Dataset items ::
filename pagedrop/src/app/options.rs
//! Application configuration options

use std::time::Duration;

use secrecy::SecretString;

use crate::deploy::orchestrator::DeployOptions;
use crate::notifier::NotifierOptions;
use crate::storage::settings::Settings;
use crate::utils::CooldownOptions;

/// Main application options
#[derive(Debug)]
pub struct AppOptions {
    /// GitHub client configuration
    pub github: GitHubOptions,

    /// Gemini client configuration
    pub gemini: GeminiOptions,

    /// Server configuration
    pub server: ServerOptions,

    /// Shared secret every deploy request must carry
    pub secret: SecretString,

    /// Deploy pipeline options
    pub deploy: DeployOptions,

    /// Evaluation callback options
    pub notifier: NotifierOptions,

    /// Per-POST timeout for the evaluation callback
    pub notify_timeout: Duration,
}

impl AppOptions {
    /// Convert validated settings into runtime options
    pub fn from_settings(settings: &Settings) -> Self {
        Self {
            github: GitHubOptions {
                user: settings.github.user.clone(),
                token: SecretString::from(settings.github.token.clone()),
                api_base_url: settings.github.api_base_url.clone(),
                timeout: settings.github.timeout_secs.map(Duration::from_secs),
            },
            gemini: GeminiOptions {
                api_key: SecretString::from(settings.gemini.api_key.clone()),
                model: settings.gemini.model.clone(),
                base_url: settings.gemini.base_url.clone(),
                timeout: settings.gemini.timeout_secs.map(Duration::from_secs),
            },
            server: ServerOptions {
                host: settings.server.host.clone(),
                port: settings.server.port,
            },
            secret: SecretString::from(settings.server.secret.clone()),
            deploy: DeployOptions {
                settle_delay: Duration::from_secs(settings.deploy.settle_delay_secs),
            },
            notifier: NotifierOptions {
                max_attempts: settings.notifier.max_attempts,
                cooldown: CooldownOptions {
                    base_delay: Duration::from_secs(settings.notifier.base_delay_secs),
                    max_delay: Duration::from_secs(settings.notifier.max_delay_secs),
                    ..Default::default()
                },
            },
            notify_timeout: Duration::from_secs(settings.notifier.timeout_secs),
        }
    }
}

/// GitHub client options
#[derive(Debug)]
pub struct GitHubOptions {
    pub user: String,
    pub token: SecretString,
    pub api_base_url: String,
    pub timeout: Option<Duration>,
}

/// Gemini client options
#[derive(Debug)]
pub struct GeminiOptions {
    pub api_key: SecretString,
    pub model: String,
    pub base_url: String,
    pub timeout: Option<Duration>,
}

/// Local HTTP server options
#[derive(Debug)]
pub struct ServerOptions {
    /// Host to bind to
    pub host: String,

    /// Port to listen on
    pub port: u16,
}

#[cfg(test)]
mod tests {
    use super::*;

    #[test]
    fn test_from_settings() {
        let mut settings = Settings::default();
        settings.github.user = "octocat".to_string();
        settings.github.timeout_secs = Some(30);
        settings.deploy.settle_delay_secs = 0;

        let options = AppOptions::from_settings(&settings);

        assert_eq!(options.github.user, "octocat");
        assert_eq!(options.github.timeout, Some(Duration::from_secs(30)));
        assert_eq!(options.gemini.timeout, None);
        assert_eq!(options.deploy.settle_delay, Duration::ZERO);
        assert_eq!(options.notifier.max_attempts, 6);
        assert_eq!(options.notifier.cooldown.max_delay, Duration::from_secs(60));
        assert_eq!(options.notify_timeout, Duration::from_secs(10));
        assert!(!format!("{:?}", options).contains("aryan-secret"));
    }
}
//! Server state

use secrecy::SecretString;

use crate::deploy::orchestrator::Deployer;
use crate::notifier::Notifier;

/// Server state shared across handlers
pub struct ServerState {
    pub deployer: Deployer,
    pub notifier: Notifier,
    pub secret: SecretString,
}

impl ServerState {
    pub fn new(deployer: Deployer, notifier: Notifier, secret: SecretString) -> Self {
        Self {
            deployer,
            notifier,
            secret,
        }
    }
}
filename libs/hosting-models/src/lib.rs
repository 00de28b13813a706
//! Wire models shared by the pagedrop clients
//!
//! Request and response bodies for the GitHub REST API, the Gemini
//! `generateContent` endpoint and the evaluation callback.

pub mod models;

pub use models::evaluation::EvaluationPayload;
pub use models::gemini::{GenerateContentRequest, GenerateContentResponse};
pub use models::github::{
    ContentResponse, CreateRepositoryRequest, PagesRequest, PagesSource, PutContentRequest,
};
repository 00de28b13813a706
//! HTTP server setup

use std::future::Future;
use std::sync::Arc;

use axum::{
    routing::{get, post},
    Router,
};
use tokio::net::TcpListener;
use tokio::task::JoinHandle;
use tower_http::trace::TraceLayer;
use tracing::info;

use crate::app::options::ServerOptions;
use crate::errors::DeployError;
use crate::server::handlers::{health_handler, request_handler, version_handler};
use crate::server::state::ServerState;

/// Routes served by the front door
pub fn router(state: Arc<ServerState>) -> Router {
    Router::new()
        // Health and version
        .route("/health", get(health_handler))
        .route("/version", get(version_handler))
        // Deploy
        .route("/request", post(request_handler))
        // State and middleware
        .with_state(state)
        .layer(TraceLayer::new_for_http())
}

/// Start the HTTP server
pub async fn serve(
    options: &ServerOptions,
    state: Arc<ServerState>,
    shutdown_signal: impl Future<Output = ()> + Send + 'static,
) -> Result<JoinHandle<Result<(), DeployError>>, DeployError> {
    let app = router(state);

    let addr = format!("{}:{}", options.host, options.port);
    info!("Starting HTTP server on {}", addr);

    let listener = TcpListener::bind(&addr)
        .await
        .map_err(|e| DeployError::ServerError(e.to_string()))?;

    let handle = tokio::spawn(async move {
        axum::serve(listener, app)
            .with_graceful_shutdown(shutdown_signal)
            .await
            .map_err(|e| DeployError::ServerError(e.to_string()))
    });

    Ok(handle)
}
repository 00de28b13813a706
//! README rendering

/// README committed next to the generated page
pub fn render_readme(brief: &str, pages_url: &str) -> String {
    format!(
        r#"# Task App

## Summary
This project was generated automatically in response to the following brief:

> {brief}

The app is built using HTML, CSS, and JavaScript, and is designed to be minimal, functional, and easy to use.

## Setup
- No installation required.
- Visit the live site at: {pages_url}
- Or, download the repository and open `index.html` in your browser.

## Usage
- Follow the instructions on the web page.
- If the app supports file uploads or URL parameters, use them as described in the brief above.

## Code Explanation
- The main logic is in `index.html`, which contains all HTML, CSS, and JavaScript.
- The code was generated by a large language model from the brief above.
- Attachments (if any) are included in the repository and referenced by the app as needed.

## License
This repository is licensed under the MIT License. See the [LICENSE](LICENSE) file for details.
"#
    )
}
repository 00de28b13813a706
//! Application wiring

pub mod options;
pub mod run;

BRIEF :: The word "License" may occur in lines of the data above; say how many lines hold it, giving only the number.

YOUR SOLUTION :: 2